Bagi Kerik, ia tidak mungkin memanjat tiang listrik dan meloncat dengan sprei
yang diikat di pundak seperti Superman
untuk menolong keluarga itu. Pun, istrinya, berkata bahwa ia membutuhkan Kerik
yang apa adanya, maka ia tidak perlu menjadi Superhero, misalnya. Kerik memilih mendokumentasikan daripada sok
jagoan.
“Apa
yang baru saja terjadi?” tanya Mbah Sastro, lebih seperti berbicara sendiri
ketimbang berbincang dengan Kerik.
“Mereka
terbang. Bu Ninik, Pak Akmal, dan anaknya Imora terbang,” jawab Kerik. Lalu
menunjukkan video rekamannya. Video yang baru saja ia sebarkan di grup whatsapp ‘Perumahan Srikandi’. Video
yang memancing setiap orang di perumahan keluar dari rumah mereka dengan
keadaan apa adanya sambil memandang langit dengan sejuta tanya. Sebagian masih menggunakan
daster, beberapa memilih berpiyama, dan sekumpulan bapak-bapak yang mengenakan
kaus dalam putih dengan celana pendek atau sarung. Semuanya memegang ponsel,
dan bisik-bisik mulai terdengar. Segerombol anak kecil tertawa berlarian tanpa
peduli bahwa salah satu teman main mereka yang cengeng, Imora, baru saja
terlempar dari bumi, mungkin ke luar angkasa. Hari itu, Minggu 30 April, televisi-televisi,
juga portal berita online heboh dengan sebuah berita berjudul ,”Keluarga yang
Terlempar Ke Luar Angkasa”
Banyak
spekulasi yang muncul mengapa mereka terbang di angkasa dan hilang begitu
saja. Bu Laksmi agak gendeng, percaya
bahwa mereka dipilih Tuhan untuk mendapatkan hidayah baru atas agama baru. Cucu
Mbah Sastro, Bima dan Yudhistira, percaya bahwa Bu Nini dan Pak Akmal berencana
bercinta di luar angkasa agar bisa kembali ke dunia dan menyenandungkan lagu Sepasang Kekasih yang Pertama Bercinta di
Luar Angkasa.

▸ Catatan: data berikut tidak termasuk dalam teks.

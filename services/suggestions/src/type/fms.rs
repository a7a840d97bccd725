use super::Suggestion;
use crate::common::escape_html;

/// "{code} — {name}", without highlighting.
pub(super) fn format_result(suggestion: &Suggestion) -> String {
    let code = suggestion.data_text("code").unwrap_or_default();
    let name = suggestion.data_text("name").unwrap_or_default();
    escape_html(&format!("{code} — {name}"))
}

#[cfg(test)]
mod tests {
    use serde_json::json;

    use super::*;

    #[test]
    fn test_format_result() {
        let suggestion = Suggestion::new("ОУФМС").with_data(json!({
            "code": "770-001",
            "name": "ОТДЕЛОМ УФМС РОССИИ ПО ГОР. МОСКВЕ",
        }));
        assert_eq!(format_result(&suggestion), "770-001 — ОТДЕЛОМ УФМС РОССИИ ПО ГОР. МОСКВЕ");
    }
}
use regex::Regex;
use serde_json::{Map, Value};

use super::Suggestion;
use crate::charset::WORD_DELIMITERS;
use crate::common::fields_are_not_empty;

/// Russian labels of the name parts.
pub const FIELD_NAMES: &[(&str, &str)] = &[("surname", "фамилия"), ("name", "имя"), ("patronymic", "отчество")];

/// `true` if the value begins with the data field as a whole word.
fn value_starts_with(suggestion: &Suggestion, field: &str) -> bool {
    let Some(field_value) = suggestion.data_text(field) else {
        return false;
    };
    Regex::new(&format!(
        "(?i)^{}([{}]|$)",
        regex::escape(&field_value),
        WORD_DELIMITERS
    ))
    .map_or(false, |pattern| pattern.is_match(&suggestion.value))
}

/// Required parts come from `params.parts`; otherwise surname and name, plus
/// the patronymic when the value is written surname first.
pub(super) fn is_data_complete(suggestion: &Suggestion, params: &Map<String, Value>) -> bool {
    let fields: Vec<String> = match params.get("parts").and_then(Value::as_array) {
        Some(parts) => parts
            .iter()
            .filter_map(Value::as_str)
            .map(str::to_lowercase)
            .collect(),
        None => {
            let mut fields = vec!["surname".to_string(), "name".to_string()];
            if value_starts_with(suggestion, "surname") {
                fields.push("patronymic".to_string());
            }
            fields
        }
    };
    fields_are_not_empty(suggestion.data_or_null(), &fields)
}

#[cfg(test)]
mod tests {
    use serde_json::json;

    use super::*;

    #[test]
    fn test_name_first_needs_no_patronymic() {
        let suggestion = Suggestion::new("Иван Иванов").with_data(json!({
            "surname": "Иванов",
            "name": "Иван",
            "patronymic": null,
        }));
        assert!(is_data_complete(&suggestion, &Map::new()));
    }

    #[test]
    fn test_surname_first_needs_patronymic() {
        let suggestion = Suggestion::new("Иванов Иван").with_data(json!({
            "surname": "Иванов",
            "name": "Иван",
            "patronymic": null,
        }));
        assert!(!is_data_complete(&suggestion, &Map::new()));

        let suggestion = Suggestion::new("Иванов Иван Иванович").with_data(json!({
            "surname": "Иванов",
            "name": "Иван",
            "patronymic": "Иванович",
        }));
        assert!(is_data_complete(&suggestion, &Map::new()));
    }

    #[test]
    fn test_surname_prefix_is_not_surname_first() {
        let suggestion = Suggestion::new("Иванова").with_data(json!({ "surname": "Иванов", "name": "Анна" }));
        assert!(!value_starts_with(&suggestion, "surname"));
    }

    #[test]
    fn test_parts_param() {
        let suggestion = Suggestion::new("Иван").with_data(json!({ "name": "Иван", "surname": null }));
        let params = json!({ "parts": ["NAME"] });
        assert!(is_data_complete(&suggestion, params.as_object().unwrap()));
        assert!(!is_data_complete(&suggestion, &Map::new()));
    }

    #[test]
    fn test_missing_data_is_incomplete() {
        assert!(!is_data_complete(&Suggestion::new("Иван"), &Map::new()));
    }
}
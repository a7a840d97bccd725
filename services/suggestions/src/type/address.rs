use serde_json::Value;

use super::{wrap_formatted_value, Suggestion, TypeContext, ValueFlags};
use crate::address::{
    compose_address_value, components_below, copy_data_components, Bounds, ComposeOptions, ADDRESS_COMPONENTS,
};
use crate::charset::format_token;
use crate::common::{as_text, fields_are_not_empty};
use crate::highlight::HighlightOptions;
use crate::tokenizer::tokenize_words;

/// Complete means the lowest bound (or the flat) is filled in.
pub(super) fn is_data_complete(suggestion: &Suggestion, bounds: &Bounds) -> bool {
    let field = bounds.to.unwrap_or("flat");
    match &suggestion.data {
        Some(data) if data.is_object() => fields_are_not_empty(data, &[field]),
        _ => true,
    }
}

/// Query words not found in the value. The value keeps its case, so a
/// capitalized word never counts as used.
fn unused_tokens(tokens: Vec<String>, value: &str) -> Vec<String> {
    tokens
        .into_iter()
        .filter(|token| !value.contains(token.as_str()))
        .collect()
}

/// Former names that explain the words the current value doesn't contain.
fn formatted_history_values(unused_tokens: &[String], history_values: &[String]) -> String {
    let values: Vec<&str> = history_values
        .iter()
        .filter(|history_value| {
            let normalized = format_token(history_value);
            unused_tokens.iter().any(|token| normalized.contains(token.as_str()))
        })
        .map(String::as_str)
        .collect();

    if values.is_empty() {
        String::new()
    } else {
        format!(" (бывш. {})", values.join(", "))
    }
}

fn history_values(suggestion: &Suggestion) -> Vec<String> {
    suggestion
        .data
        .as_ref()
        .and_then(|data| data.get("history_values"))
        .and_then(Value::as_array)
        .map(|values| values.iter().filter_map(as_text).collect())
        .unwrap_or_default()
}

fn has_components_below_district(suggestion: &Suggestion) -> bool {
    let below = components_below(ADDRESS_COMPONENTS, "city_district");
    !copy_data_components(suggestion.data_or_null(), &below, ADDRESS_COMPONENTS).is_empty()
}

pub(super) fn format_result(
    value: &str,
    current_value: &str,
    suggestion: &Suggestion,
    ctx: &TypeContext,
    options: &HighlightOptions,
) -> String {
    let mut value = value.to_string();

    let history = history_values(suggestion);
    if !history.is_empty() {
        let tokens = tokenize_words(current_value, options.unformattable_tokens.as_slice());
        let unused = unused_tokens(tokens, &value);
        value.push_str(&formatted_history_values(&unused, &history));
    }

    let highlighted = ctx.highlighter.highlight(&value, current_value, options);
    let mut html = wrap_formatted_value(&highlighted, suggestion, ctx.classes);

    if let Some(district) = suggestion.data_text("city_district_with_type") {
        let own = &ctx.bounds.own;
        if (own.is_empty() || own.contains(&"street")) && has_components_below_district(suggestion) {
            html.push_str(&format!(
                "<div class=\"{}\">{}</div>",
                ctx.classes.subtext,
                ctx.highlighter
                    .highlight(&district, current_value, &HighlightOptions::default())
            ));
        }
    }

    html
}

fn value_within_constraints(suggestion: &Suggestion, ctx: &TypeContext, options: ComposeOptions) -> String {
    let data = ctx
        .constraints
        .unrestricted_data(suggestion.data_or_null(), ADDRESS_COMPONENTS);
    compose_address_value(&data, options)
}

fn value_within_bounds(suggestion: &Suggestion, ctx: &TypeContext) -> String {
    let mut ids = ctx.bounds.own.clone();
    ids.push("city_district_fias_id");
    let data = copy_data_components(suggestion.data_or_null(), &ids, ADDRESS_COMPONENTS);
    compose_address_value(&Value::Object(data), ComposeOptions::default())
}

pub(super) fn suggestion_value(suggestion: &Suggestion, ctx: &TypeContext, flags: ValueFlags) -> Option<String> {
    if flags.has_same_values {
        if ctx.restrict_value {
            // constrained components must be left out
            Some(value_within_constraints(suggestion, ctx, ComposeOptions::default()))
        } else if !ctx.bounds.own.is_empty() {
            Some(value_within_bounds(suggestion, ctx))
        } else {
            Some(suggestion.unrestricted_value.clone())
        }
    } else if flags.has_been_enriched && ctx.restrict_value {
        Some(value_within_constraints(
            suggestion,
            ctx,
            ComposeOptions {
                exclude_city_district: true,
                ..Default::default()
            },
        ))
    } else {
        None
    }
}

Tante Gita, guru fisika di sebuah SMA percaya bahwa ada gaya
gravitasi yang sangat kuat yang menarik mereka. Masih banyak lagi pendapat lain,
mulai dari yang dapat diterima akal pikiran hingga terlalu imajinatif.
Semua
pendapat itu seketika terbantahkan ketika polisi yang menggeledah rumah
keluarga kecil itu menemukan secarik kertas berwarna merah muda dengan tulisan
biru bertuliskan : Suara kalian begitu
memuakkan, bernyanyilah, teriaklah, menarilah, enyahlah kalian ke luar angkasa!
Bumsakdarkesembrotosengkasurutusingrotogozokosooo platu-platu.
Berhari-hari
polisi melakukan penyelidikan, tetapi tidak juga menemukan jawaban. Rumah
keluarga kecil itu kemudian ditempati saudara mereka. Tidak ada yang
membicarakan terlemparnya keluarga itu sekarang. Tetapi Kerik, patut berbangga. Ia menjadi
komedian di layar kaca. Tingkahnya yang lucu saat diundang sebagai saksi mata
di berbagai televisi mengundang gelak tawa dan ia pun pensiun dari tukang
kebun. Sekarang, tiap malam, ia muncul di televisi bersama Sule. Memang tidak
ada lagi yang membicarakannya, tetapi semua warga ingat. Termasuk Karla.
Saya benci tetangga saya.
Tidak ada alasan yang pasti mengapa saya membencinya
selain sulutan emosi tiap kali mendengar suara-suara mereka yang masuk lewat
lubang angin. Suara-suara sumbang dan cempreng yang menyulut emosi saya.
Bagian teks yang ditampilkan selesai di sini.